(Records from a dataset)
####################
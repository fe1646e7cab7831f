//! # verbo-catalog
//!
//! The verb database: which verbs exist, their group, and the tenses in
//! which each one is irregular.
//!
//! Two on-disk layouts are understood. The legacy layout files verbs under
//! `ARE`/`ERE`/`IRE`/`ONREGELMATIG` and only knows verb-level irregularity;
//! the current layout stores `irregular_tenses` per verb. [`VerbCatalog`]
//! answers queries over either, [`migrate_legacy`] converts between them and
//! [`import_raw`] builds a legacy catalog from raw verb lists.
//! [`VerbCatalog::quiz`] draws random practice questions.

mod catalog;
mod defaults;
mod error;
mod import;
mod migrate;
mod model;
mod quiz;

pub use catalog::{VerbCatalog, legacy_key_for};
pub use defaults::KNOWN_IRREGULAR;
pub use error::CatalogError;
pub use import::{ImportReport, import_raw};
pub use migrate::migrate_legacy;
pub use model::{
    CatalogData, CurrentCatalog, GroupFilter, IRREGULAR_KEY, LegacyCatalog, REGULAR_KEYS,
};
pub use quiz::QuizOptions;
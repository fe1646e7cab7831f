pub mod analyze;
pub mod check;
pub mod conjugate;
pub mod dispatch;
pub mod groups;
pub mod import;
pub mod info;
pub mod list;
pub mod mark;
pub mod migrate;
pub mod quiz;
pub mod schema;
pub mod shared;
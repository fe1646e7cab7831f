//! Build a legacy catalog from a directory of raw verb lists.
//!
//! Each `*.json` file may be a list of strings, a list of `{"verb": ...}`
//! objects, or an object whose values are string lists. Other values inside a
//! file are ignored. Files that cannot be read or parsed are skipped.

use std::collections::BTreeSet;
use std::path::{Path, PathBuf};

use serde_json::Value;

use crate::catalog::legacy_key_for;
use crate::error::CatalogError;
use crate::model::{IRREGULAR_KEY, LegacyCatalog, REGULAR_KEYS};

#[derive(Debug, Clone, PartialEq, Eq)]
pub struct ImportReport {
    pub files_processed: usize,
    pub skipped: Vec<PathBuf>,
    pub catalog: LegacyCatalog,
}

impl ImportReport {
    #[must_use]
    pub fn total_verbs(&self) -> usize {
        self.catalog.groups().map(|(_, verbs)| verbs.len()).sum()
    }
}

fn collect_verbs(value: &Value, into: &mut BTreeSet<String>) {
    let mut add = |raw: &str| {
        let verb = raw.trim().to_lowercase();
        if !verb.is_empty() {
            into.insert(verb);
        }
    };
    match value {
        Value::Array(items) => {
            for item in items {
                match item {
                    Value::String(verb) => add(verb.as_str()),
                    Value::Object(object) => {
                        if let Some(verb) = object.get("verb").and_then(Value::as_str) {
                            add(verb);
                        }
                    }
                    _ => {}
                }
            }
        }
        Value::Object(object) => {
            for list in object.values().filter_map(Value::as_array) {
                for verb in list.iter().filter_map(Value::as_str) {
                    add(verb);
                }
            }
        }
        _ => {}
    }
}

fn json_files(dir: &Path) -> Result<Vec<PathBuf>, CatalogError> {
    let entries = std::fs::read_dir(dir).map_err(|e| CatalogError::io(dir, e))?;
    let mut files: Vec<PathBuf> = entries
        .filter_map(Result::ok)
        .map(|entry| entry.path())
        .filter(|path| path.is_file() && path.extension().is_some_and(|ext| ext == "json"))
        .collect();
    files.sort();
    Ok(files)
}

fn read_file(path: &Path) -> Result<Value, CatalogError> {
    let text = std::fs::read_to_string(path).map_err(|e| CatalogError::io(path, e))?;
    Ok(serde_json::from_str(&text)?)
}

/// Collect, classify and sort every verb found under `dir`.
///
/// The four legacy keys are always present, possibly empty.
///
/// # Errors
///
/// [`CatalogError::MissingDirectory`] when `dir` does not exist,
/// [`CatalogError::NoRawFiles`] when it holds no `*.json` file.
pub fn import_raw(dir: &Path) -> Result<ImportReport, CatalogError> {
    if !dir.is_dir() {
        return Err(CatalogError::MissingDirectory(dir.to_path_buf()));
    }
    let files = json_files(dir)?;
    if files.is_empty() {
        return Err(CatalogError::NoRawFiles(dir.to_path_buf()));
    }

    let mut verbs = BTreeSet::new();
    let mut files_processed = 0;
    let mut skipped = Vec::new();
    for path in files {
        match read_file(&path) {
            Ok(value) => {
                collect_verbs(&value, &mut verbs);
                files_processed += 1;
                tracing::debug!(path = %path.display(), "processed raw verb file");
            }
            Err(error) => {
                tracing::warn!(path = %path.display(), %error, "skipping raw verb file");
                skipped.push(path);
            }
        }
    }

    let mut catalog = LegacyCatalog::new();
    let keys = REGULAR_KEYS.into_iter().chain([IRREGULAR_KEY]);
    for key in keys {
        let group: Vec<String> = verbs
            .iter()
            .filter(|verb| legacy_key_for(verb) == key)
            .cloned()
            .collect();
        catalog.set_group(key, group);
    }

    tracing::info!(
        files = files_processed,
        verbs = verbs.len(),
        "imported raw verb lists"
    );
    Ok(ImportReport {
        files_processed,
        skipped,
        catalog,
    })
}
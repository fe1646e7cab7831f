//! Full conjugation tables per language.

use verbo_core::responses::{ConjugateResponse, ConjugatedTense, PersonForm};
use verbo_core::{Language, Tense, VerbIdentity};

use crate::check::table_persons;
use crate::error::RulesError;
use crate::generator;
use crate::german::{self, GermanTense};

/// Tenses [`conjugate`] can produce for a language.
#[must_use]
pub const fn supported_tenses(language: Language) -> &'static [Tense] {
    match language {
        Language::Italian => &Tense::ANALYZED,
        Language::German => &GermanTense::SUPPORTED,
        Language::French => &[],
    }
}

/// Six forms of `verb` in `tense`.
///
/// Italian forms are the regular pattern for the verb's group, so irregular
/// verbs come out regularized.
///
/// # Errors
///
/// [`RulesError::UnsupportedLanguage`] for French,
/// [`RulesError::UnsupportedTense`] when no rule covers the tense (including
/// root-based Italian tenses of verbs outside ARE/ERE/IRE), and
/// [`RulesError::Core`] for an empty or multi-word Italian verb.
pub fn forms(language: Language, verb: &str, tense: Tense) -> Result<Vec<String>, RulesError> {
    match language {
        Language::Italian => {
            let identity = VerbIdentity::parse(verb)?;
            let forms = generator::regular_forms(&identity, tense);
            if forms.is_empty() {
                return Err(RulesError::UnsupportedTense { language, tense });
            }
            Ok(forms)
        }
        Language::German => Ok(german::conjugate(verb, GermanTense::from_tense(tense)?)),
        Language::French => Err(RulesError::UnsupportedLanguage(language)),
    }
}

/// Conjugate `verb` in one tense, or in every supported tense that has a rule.
///
/// # Errors
///
/// See [`forms`]. With `tense: None`, tenses without a rule are left out and
/// only an unsupported language fails.
pub fn conjugate(
    language: Language,
    verb: &str,
    tense: Option<Tense>,
) -> Result<ConjugateResponse, RulesError> {
    let persons = table_persons(language);
    let label = |tense: Tense, forms: Vec<String>| ConjugatedTense {
        tense,
        forms: persons
            .iter()
            .zip(forms)
            .map(|(person, form)| PersonForm {
                person: (*person).to_string(),
                form,
            })
            .collect(),
    };

    let tenses = if let Some(tense) = tense {
        vec![label(tense, forms(language, verb, tense)?)]
    } else {
        if language == Language::French {
            return Err(RulesError::UnsupportedLanguage(language));
        }
        let mut tenses = Vec::new();
        for &tense in supported_tenses(language) {
            match forms(language, verb, tense) {
                Ok(forms) => tenses.push(label(tense, forms)),
                Err(RulesError::UnsupportedTense { .. }) => {
                    tracing::debug!(verb, %tense, "no rule for tense");
                }
                Err(err) => return Err(err),
            }
        }
        tenses
    };

    Ok(ConjugateResponse {
        verb: verb.trim().to_lowercase(),
        language,
        tenses,
    })
}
####################
What you are asked to do:
Return a copy of each line in the entries that carries the string "GermanTense".

Written reply:
use crate::german::{self, GermanTense};
        Language::German => &GermanTense::SUPPORTED,
        Language::German => Ok(german::conjugate(verb, GermanTense::from_tense(tense)?)),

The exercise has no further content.